=== Source data ===

//! Router composition (C15): public health endpoints, then the
//! authenticated `/api/v1` surface behind the maintenance and auth guards.

use crate::handlers::{admin, download, health, info, jobs};
use crate::middleware::{auth_guard, health_guard};
use crate::state::AppState;
use axum::http::{header, Method};
use axum::routing::{get, post};
use axum::{middleware, Router};
use std::time::Duration;
use tower_http::cors::{Any, CorsLayer};
use tower_http::trace::TraceLayer;

pub fn build_router(state: AppState) -> Router {
    let cors = CorsLayer::new()
        .allow_origin(Any)
        .allow_methods([Method::GET, Method::POST, Method::DELETE])
        .allow_headers([header::CONTENT_TYPE, state.config.security.api_header.parse().unwrap_or(header::AUTHORIZATION)])
        .max_age(Duration::from_secs(3600));

    let api = Router::new()
        .route("/info", get(info::get_info))
        .route("/formats", get(info::get_formats))
        .route("/download", post(download::create_download))
        .route("/jobs/:id", get(jobs::get_job))
        .route("/admin/providers", get(admin::list_providers))
        .route("/admin/validate-cookie", post(admin::validate_cookie))
        .route("/admin/reload-cookie", post(admin::reload_cookie))
        .route("/admin/reap", post(admin::trigger_reap))
        .layer(middleware::from_fn_with_state(state.clone(), auth_guard))
        .layer(middleware::from_fn_with_state(state.clone(), health_guard));

    Router::new()
        .route("/health", get(health::readiness))
        .route("/liveness", get(health::liveness))
        .route("/readiness", get(health::readiness))
        .route("/metrics", get(health::metrics))
        .nest("/api/v1", api)
        .layer(TraceLayer::new_for_http())
        .layer(cors)
        .with_state(state)
}
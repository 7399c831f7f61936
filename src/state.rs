//! Shared application state: the single bag of `Arc<T>` handles every
//! handler, middleware layer, and background daemon draws on.

use crate::config::ConfigSnapshot;
use crate::cookies::CookieStore;
use crate::extractor::{Invoker, ProviderDispatcher};
use crate::jobs::JobStore;
use crate::ratelimit::TokenBucketLimiter;
use crate::readiness::ReadinessProbe;
use crate::scheduler::Scheduler;
use std::sync::Arc;
use tokio::sync::{Mutex, RwLock};
use tracing::{info, warn};

/// Server-wide operating mode. The health guard consults this before
/// admitting any request through to a handler.
#[derive(Debug, Clone, PartialEq, Eq)]
pub enum SystemMode {
    Operational,
    Maintenance(String),
}

#[derive(Clone)]
pub struct AppState {
    pub config: Arc<ConfigSnapshot>,
    pub job_store: Arc<JobStore>,
    pub scheduler: Arc<Scheduler>,
    pub cookie_store: Arc<CookieStore>,
    pub dispatcher: Arc<Mutex<ProviderDispatcher>>,
    pub rate_limiter: Arc<TokenBucketLimiter>,
    pub invoker: Arc<dyn Invoker>,
    pub readiness: Arc<ReadinessProbe>,
    pub mode: Arc<RwLock<SystemMode>>,
}

impl AppState {
    #[allow(clippy::too_many_arguments)]
    pub fn new(
        config: Arc<ConfigSnapshot>,
        job_store: Arc<JobStore>,
        scheduler: Arc<Scheduler>,
        cookie_store: Arc<CookieStore>,
        dispatcher: Arc<Mutex<ProviderDispatcher>>,
        rate_limiter: Arc<TokenBucketLimiter>,
        invoker: Arc<dyn Invoker>,
        readiness: Arc<ReadinessProbe>,
    ) -> Self {
        Self {
            config,
            job_store,
            scheduler,
            cookie_store,
            dispatcher,
            rate_limiter,
            invoker,
            readiness,
            mode: Arc::new(RwLock::new(SystemMode::Operational)),
        }
    }

    pub async fn is_operational(&self) -> Result<(), String> {
        match &*self.mode.read().await {
            SystemMode::Operational => Ok(()),
            SystemMode::Maintenance(reason) => Err(reason.clone()),
        }
    }

    pub async fn set_mode(&self, mode: SystemMode) {
        match &mode {
            SystemMode::Operational => info!("system mode set to operational"),
            SystemMode::Maintenance(reason) => warn!(reason, "system mode set to maintenance"),
        }
        *self.mode.write().await = mode;
    }
}
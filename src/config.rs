//! Configuration loading: a TOML file of structured sections, overlaid by
//! environment variables named `EXTRACTOR_GATEWAY_<SECTION>_<KEY>`. Produces
//! an immutable [`ConfigSnapshot`] shared for the lifetime of the process.

use serde::Deserialize;
use std::env;
use std::net::SocketAddr;
use std::path::PathBuf;

const ENV_PREFIX: &str = "EXTRACTOR_GATEWAY";

#[derive(Debug, Clone, Deserialize)]
#[serde(default)]
pub struct ServerSection {
    pub bind_address: String,
    pub port: u16,
}

impl Default for ServerSection {
    fn default() -> Self {
        Self {
            bind_address: "0.0.0.0".to_string(),
            port: 8080,
        }
    }
}

#[derive(Debug, Clone, Deserialize)]
#[serde(default)]
pub struct TimeoutsSection {
    pub metadata_attempt_secs: u64,
    pub download_total_secs: u64,
    pub audio_conversion_secs: u64,
    pub readiness_budget_secs: u64,
    pub subprocess_kill_grace_secs: u64,
}

impl Default for TimeoutsSection {
    fn default() -> Self {
        Self {
            metadata_attempt_secs: 10,
            download_total_secs: 300,
            audio_conversion_secs: 60,
            readiness_budget_secs: 2,
            subprocess_kill_grace_secs: 5,
        }
    }
}

#[derive(Debug, Clone, Deserialize)]
#[serde(default)]
pub struct StorageSection {
    pub output_dir: PathBuf,
    pub cleanup_threshold_pct: u8,
    pub cleanup_age_hours: u64,
    pub reaper_interval_secs: u64,
}

impl Default for StorageSection {
    fn default() -> Self {
        Self {
            output_dir: PathBuf::from("./downloads"),
            cleanup_threshold_pct: 80,
            cleanup_age_hours: 24,
            reaper_interval_secs: 3600,
        }
    }
}

#[derive(Debug, Clone, Deserialize)]
#[serde(default)]
pub struct DownloadsSection {
    pub queue_capacity: usize,
    pub worker_concurrency: usize,
    pub job_ttl_hours: u64,
    pub max_attempts: u32,
    pub backoff_schedule_secs: Vec<u64>,
}

impl Default for DownloadsSection {
    fn default() -> Self {
        Self {
            queue_capacity: 100,
            worker_concurrency: 5,
            job_ttl_hours: 24,
            max_attempts: 3,
            backoff_schedule_secs: vec![2, 4, 8],
        }
    }
}

#[derive(Debug, Clone, Deserialize)]
#[serde(default)]
pub struct RateLimitingSection {
    pub metadata_rpm: u64,
    pub download_rpm: u64,
    pub burst_capacity: u32,
}

impl Default for RateLimitingSection {
    fn default() -> Self {
        Self {
            metadata_rpm: 100,
            download_rpm: 20,
            burst_capacity: 20,
        }
    }
}

#[derive(Debug, Clone, Deserialize)]
#[serde(default)]
pub struct TemplatesSection {
    pub default_template: String,
}

impl Default for TemplatesSection {
    fn default() -> Self {
        Self {
            default_template: "%(title)s-%(id)s.%(ext)s".to_string(),
        }
    }
}

#[derive(Debug, Clone, Deserialize)]
pub struct ProviderConfig {
    pub name: String,
    pub url_patterns: Vec<String>,
    pub cookie_path: Option<PathBuf>,
    #[serde(default = "default_max_attempts")]
    pub max_attempts: u32,
    /// A stable, known-good video URL used for the liveness probe behind
    /// `CookieStore::validate` and for the readiness connectivity check.
    #[serde(default = "default_probe_url")]
    pub probe_url: String,
}

fn default_max_attempts() -> u32 {
    3
}

fn default_probe_url() -> String {
    "https://www.youtube.com/watch?v=dQw4w9WgXcQ".to_string()
}

#[derive(Debug, Clone, Deserialize)]
#[serde(default)]
pub struct LoggingSection {
    pub level: String,
}

impl Default for LoggingSection {
    fn default() -> Self {
        Self {
            level: "info".to_string(),
        }
    }
}

#[derive(Debug, Clone, Deserialize)]
#[serde(default)]
pub struct SecuritySection {
    pub api_header: String,
    pub api_keys: Vec<String>,
    pub degraded_mode: bool,
}

impl Default for SecuritySection {
    fn default() -> Self {
        Self {
            api_header: "X-API-Key".to_string(),
            api_keys: Vec::new(),
            degraded_mode: false,
        }
    }
}

#[derive(Debug, Clone, Deserialize)]
#[serde(default)]
pub struct MonitoringSection {
    pub metrics_enabled: bool,
}

impl Default for MonitoringSection {
    fn default() -> Self {
        Self {
            metrics_enabled: true,
        }
    }
}

#[derive(Debug, Clone, Deserialize, Default)]
#[serde(default)]
struct RawConfig {
    server: ServerSection,
    timeouts: TimeoutsSection,
    storage: StorageSection,
    downloads: DownloadsSection,
    rate_limiting: RateLimitingSection,
    templates: TemplatesSection,
    providers: Vec<ProviderConfig>,
    logging: LoggingSection,
    security: SecuritySection,
    monitoring: MonitoringSection,
}

/// The immutable, validated configuration for this process. Constructed
/// once in [`ConfigSnapshot::load`] and shared behind an `Arc` thereafter.
#[derive(Debug, Clone)]
pub struct ConfigSnapshot {
    pub server: ServerSection,
    pub timeouts: TimeoutsSection,
    pub storage: StorageSection,
    pub downloads: DownloadsSection,
    pub rate_limiting: RateLimitingSection,
    pub templates: TemplatesSection,
    pub providers: Vec<ProviderConfig>,
    pub logging: LoggingSection,
    pub security: SecuritySection,
    pub monitoring: MonitoringSection,
    pub extractor_binary: String,
    pub media_binary: String,
    pub scripting_runtime_binary: String,
}

impl ConfigSnapshot {
    /// Loads the TOML file at `path` (if present), overlays environment
    /// variables, and validates the result. A missing file is not fatal:
    /// every section falls back to documented defaults.
    pub fn load(path: Option<&std::path::Path>) -> anyhow::Result<Self> {
        let raw_text = match path {
            Some(p) if p.exists() => std::fs::read_to_string(p)
                .map_err(|e| anyhow::anyhow!("failed to read config file {:?}: {}", p, e))?,
            _ => String::new(),
        };

        let mut raw: RawConfig = if raw_text.trim().is_empty() {
            RawConfig::default()
        } else {
            toml::from_str(&raw_text)
                .map_err(|e| anyhow::anyhow!("failed to parse config TOML: {}", e))?
        };

        apply_env_overlay(&mut raw);

        let snapshot = Self {
            server: raw.server,
            timeouts: raw.timeouts,
            storage: raw.storage,
            downloads: raw.downloads,
            rate_limiting: raw.rate_limiting,
            templates: raw.templates,
            providers: raw.providers,
            logging: raw.logging,
            security: raw.security,
            monitoring: raw.monitoring,
            extractor_binary: env::var(format!("{ENV_PREFIX}_EXTRACTOR_BINARY"))
                .unwrap_or_else(|_| "yt-dlp".to_string()),
            media_binary: env::var(format!("{ENV_PREFIX}_MEDIA_BINARY"))
                .unwrap_or_else(|_| "ffmpeg".to_string()),
            scripting_runtime_binary: env::var(format!("{ENV_PREFIX}_SCRIPTING_RUNTIME_BINARY"))
                .unwrap_or_else(|_| "node".to_string()),
        };

        snapshot.validate()?;
        Ok(snapshot)
    }

    pub fn bind_addr(&self) -> anyhow::Result<SocketAddr> {
        format!("{}:{}", self.server.bind_address, self.server.port)
            .parse()
            .map_err(|e| anyhow::anyhow!("invalid bind address/port: {}", e))
    }

    fn validate(&self) -> anyhow::Result<()> {
        self.bind_addr()?;
        if self.downloads.queue_capacity == 0 {
            anyhow::bail!("downloads.queue_capacity must be > 0");
        }
        if self.downloads.worker_concurrency == 0 {
            anyhow::bail!("downloads.worker_concurrency must be > 0");
        }
        if self.rate_limiting.burst_capacity == 0 {
            anyhow::bail!("rate_limiting.burst_capacity must be > 0");
        }
        if self.security.api_keys.is_empty() && !self.security.degraded_mode {
            anyhow::bail!("security.api_keys is empty and degraded_mode is off");
        }
        if self.providers.is_empty() {
            anyhow::bail!("providers table must not be empty");
        }
        Ok(())
    }
}

/// Overlays `EXTRACTOR_GATEWAY_<SECTION>_<KEY>` environment variables onto
/// the sections that accept scalar overrides. Only the leaves referenced by
/// the external interface (§6) are overridable this way; list/table-valued
/// sections (`providers`) are TOML-only.
fn apply_env_overlay(raw: &mut RawConfig) {
    macro_rules! overlay {
        ($section:expr, $field:ident, $env_key:expr) => {
            if let Ok(value) = env::var(format!("{ENV_PREFIX}_{}", $env_key)) {
                if let Ok(parsed) = value.parse() {
                    $section.$field = parsed;
                }
            }
        };
    }

    overlay!(raw.server, bind_address, "SERVER_BIND_ADDRESS");
    overlay!(raw.server, port, "SERVER_PORT");

    overlay!(
        raw.timeouts,
        metadata_attempt_secs,
        "TIMEOUTS_METADATA_ATTEMPT_SECS"
    );
    overlay!(
        raw.timeouts,
        download_total_secs,
        "TIMEOUTS_DOWNLOAD_TOTAL_SECS"
    );
    overlay!(
        raw.timeouts,
        audio_conversion_secs,
        "TIMEOUTS_AUDIO_CONVERSION_SECS"
    );

    if let Ok(value) = env::var(format!("{ENV_PREFIX}_STORAGE_OUTPUT_DIR")) {
        raw.storage.output_dir = PathBuf::from(value);
    }
    overlay!(
        raw.storage,
        cleanup_threshold_pct,
        "STORAGE_CLEANUP_THRESHOLD_PCT"
    );
    overlay!(raw.storage, cleanup_age_hours, "STORAGE_CLEANUP_AGE_HOURS");

    overlay!(
        raw.downloads,
        queue_capacity,
        "DOWNLOADS_QUEUE_CAPACITY"
    );
    overlay!(
        raw.downloads,
        worker_concurrency,
        "DOWNLOADS_WORKER_CONCURRENCY"
    );
    overlay!(raw.downloads, job_ttl_hours, "DOWNLOADS_JOB_TTL_HOURS");
    overlay!(raw.downloads, max_attempts, "DOWNLOADS_MAX_ATTEMPTS");

    overlay!(
        raw.rate_limiting,
        metadata_rpm,
        "RATE_LIMITING_METADATA_RPM"
    );
    overlay!(
        raw.rate_limiting,
        download_rpm,
        "RATE_LIMITING_DOWNLOAD_RPM"
    );
    overlay!(
        raw.rate_limiting,
        burst_capacity,
        "RATE_LIMITING_BURST_CAPACITY"
    );

    if let Ok(value) = env::var(format!("{ENV_PREFIX}_TEMPLATES_DEFAULT_TEMPLATE")) {
        raw.templates.default_template = value;
    }

    if let Ok(value) = env::var(format!("{ENV_PREFIX}_LOGGING_LEVEL")) {
        raw.logging.level = value;
    }

    if let Ok(value) = env::var(format!("{ENV_PREFIX}_SECURITY_API_HEADER")) {
        raw.security.api_header = value;
    }
    if let Ok(value) = env::var(format!("{ENV_PREFIX}_SECURITY_API_KEYS")) {
        raw.security.api_keys = value
            .split(',')
            .map(|s| s.trim().to_string())
            .filter(|s| !s.is_empty())
            .collect();
    }
    overlay!(raw.security, degraded_mode, "SECURITY_DEGRADED_MODE");

    overlay!(
        raw.monitoring,
        metrics_enabled,
        "MONITORING_METRICS_ENABLED"
    );
}

#[cfg(test)]
mod tests {
    use super::*;

    const ONE_PROVIDER_TOML: &str = r#"
[[providers]]
name = "youtube"
url_patterns = ["youtube.com", "youtu.be"]
"#;

    fn write_temp_config(contents: &str) -> (tempfile::TempDir, PathBuf) {
        let dir = tempfile::tempdir().unwrap();
        let path = dir.path().join("config.toml");
        std::fs::write(&path, contents).unwrap();
        (dir, path)
    }

    #[test]
    fn defaults_are_internally_consistent() {
        let raw = RawConfig::default();
        assert_eq!(raw.server.port, 8080);
        assert_eq!(raw.downloads.backoff_schedule_secs, vec![2, 4, 8]);
    }

    #[test]
    fn load_without_file_uses_defaults_and_requires_degraded_mode_or_keys() {
        std::env::remove_var("EXTRACTOR_GATEWAY_SECURITY_API_KEYS");
        std::env::set_var("EXTRACTOR_GATEWAY_SECURITY_DEGRADED_MODE", "true");
        let (_dir, path) = write_temp_config(ONE_PROVIDER_TOML);
        let snapshot =
            ConfigSnapshot::load(Some(&path)).expect("load should succeed in degraded mode");
        assert_eq!(snapshot.server.bind_address, "0.0.0.0");
        std::env::remove_var("EXTRACTOR_GATEWAY_SECURITY_DEGRADED_MODE");
    }

    #[test]
    fn env_overlay_overrides_port() {
        std::env::set_var("EXTRACTOR_GATEWAY_SERVER_PORT", "9100");
        std::env::set_var("EXTRACTOR_GATEWAY_SECURITY_DEGRADED_MODE", "true");
        let (_dir, path) = write_temp_config(ONE_PROVIDER_TOML);
        let snapshot = ConfigSnapshot::load(Some(&path)).unwrap();
        assert_eq!(snapshot.server.port, 9100);
        std::env::remove_var("EXTRACTOR_GATEWAY_SERVER_PORT");
        std::env::remove_var("EXTRACTOR_GATEWAY_SECURITY_DEGRADED_MODE");
    }

    #[test]
    fn validate_rejects_empty_provider_table() {
        std::env::remove_var("EXTRACTOR_GATEWAY_SECURITY_API_KEYS");
        std::env::set_var("EXTRACTOR_GATEWAY_SECURITY_DEGRADED_MODE", "true");
        let result = ConfigSnapshot::load(None);
        std::env::remove_var("EXTRACTOR_GATEWAY_SECURITY_DEGRADED_MODE");
        assert!(result.is_err());
    }
}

===

Copy out, exactly and alone, the lines of the entries above between the ones holding "to documented defaults." and "self.bind_addr()?;", inclusive.

    /// every section falls back to documented defaults.
    pub fn load(path: Option<&std::path::Path>) -> anyhow::Result<Self> {
        let raw_text = match path {
            Some(p) if p.exists() => std::fs::read_to_string(p)
                .map_err(|e| anyhow::anyhow!("failed to read config file {:?}: {}", p, e))?,
            _ => String::new(),
        };

        let mut raw: RawConfig = if raw_text.trim().is_empty() {
            RawConfig::default()
        } else {
            toml::from_str(&raw_text)
                .map_err(|e| anyhow::anyhow!("failed to parse config TOML: {}", e))?
        };

        apply_env_overlay(&mut raw);

        let snapshot = Self {
            server: raw.server,
            timeouts: raw.timeouts,
            storage: raw.storage,
            downloads: raw.downloads,
            rate_limiting: raw.rate_limiting,
            templates: raw.templates,
            providers: raw.providers,
            logging: raw.logging,
            security: raw.security,
            monitoring: raw.monitoring,
            extractor_binary: env::var(format!("{ENV_PREFIX}_EXTRACTOR_BINARY"))
                .unwrap_or_else(|_| "yt-dlp".to_string()),
            media_binary: env::var(format!("{ENV_PREFIX}_MEDIA_BINARY"))
                .unwrap_or_else(|_| "ffmpeg".to_string()),
            scripting_runtime_binary: env::var(format!("{ENV_PREFIX}_SCRIPTING_RUNTIME_BINARY"))
                .unwrap_or_else(|_| "node".to_string()),
        };

        snapshot.validate()?;
        Ok(snapshot)
    }

    pub fn bind_addr(&self) -> anyhow::Result<SocketAddr> {
        format!("{}:{}", self.server.bind_address, self.server.port)
            .parse()
            .map_err(|e| anyhow::anyhow!("invalid bind address/port: {}", e))
    }

    fn validate(&self) -> anyhow::Result<()> {
        self.bind_addr()?;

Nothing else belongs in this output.